FORMER Warrnambool City councillor Adrian Jacobs has ramped up his bid for another tilt by renewing a call for more dialogue between the city and Moyne Shire councils.
The retired schoolteacher says while his earlier suggestion to consider amalgamation had been howled down, there were strong reasons for the two municipalities to work closer on the regional airport at Mailors Flat, a route for the proposed ring road and a new site for the Warrnambool livestock saleyards.
"There are a lot of shared interests between the two councils," he told The Standard.
"If boundary changes are out of the question, I think a working party of councillors and officers should be formed to look at the future."

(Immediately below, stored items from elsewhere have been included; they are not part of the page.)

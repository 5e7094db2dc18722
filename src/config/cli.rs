use crate::domain::ports::ReactorConfig;
use crate::utils::error::Result;
use crate::utils::validation::{validate_positive_number, validate_url, Validate};
use clap::Parser;
use std::path::PathBuf;

/// One-shot evaluation of an invoice form snapshot against the pricing
/// endpoint. Input values are taken verbatim; unparseable amounts count as
/// zero, exactly as on the form itself.
#[derive(Debug, Clone, Parser)]
#[command(name = "invoice-reactor")]
#[command(about = "Compute shipping invoice totals from the pricing endpoint")]
pub struct CliConfig {
    #[arg(
        long,
        default_value = "http://localhost:8000/admin/shipping/invoice/get-prices/"
    )]
    pub pricing_url: String,

    #[arg(long, help = "Timeout for the pricing call; unset means no timeout")]
    pub timeout_seconds: Option<u64>,

    #[arg(long, help = "Load pricing endpoint settings from a TOML file")]
    pub config: Option<PathBuf>,

    #[arg(long, default_value = "0")]
    pub weight_kg: String,

    #[arg(long, default_value = "")]
    pub service_tier_id: String,

    #[arg(long, default_value = "")]
    pub weight_handling_id: String,

    #[arg(long, help = "Amount already paid; omit if the form has no such field")]
    pub paying_bill: Option<String>,

    #[arg(long, help = "Enable verbose output")]
    pub verbose: bool,
}

impl ReactorConfig for CliConfig {
    fn pricing_url(&self) -> &str {
        &self.pricing_url
    }

    fn timeout_seconds(&self) -> Option<u64> {
        self.timeout_seconds
    }
}

impl Validate for CliConfig {
    fn validate(&self) -> Result<()> {
        validate_url("pricing_url", &self.pricing_url)?;
        if let Some(seconds) = self.timeout_seconds {
            validate_positive_number("timeout_seconds", seconds, 1)?;
        }
        Ok(())
    }
}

He said the airport was on shire land and operated by the city which had to carry the majority of cost burden for the benefit of the whole region including Moyne.
The city's net operating cost for the airport is $105,000 a year and it is also responsible for planning and delivery of infrastructure works.
Moyne's annual contribution is $27,000 and it waives rates charges to the city.
Mr Jacobs said there was an urgent need to plan a ring road rather than the unofficial route through Woodford, which posed a high accident risk.
"Trucks come through Bridge Road, Woodford from many ways," he said.
"The city needs to talk with Moyne about mapping out a proper ring road."
He also wants discussions on finding suitable land for new saleyards north of Warrnambool near main feeder roads.
"A possible area could be near Mailors Flat," he said.
"When earlier discussions were held by the city on proposals to close the yards in Caramut Road many Moyne residents were very outspoken and harangued city councillors.
"Moyne council was very quiet on the issue and seemed to be giving no assistance to the city.
"If land was found in Moyne near a main north arterial road a private operator may be able to run the business."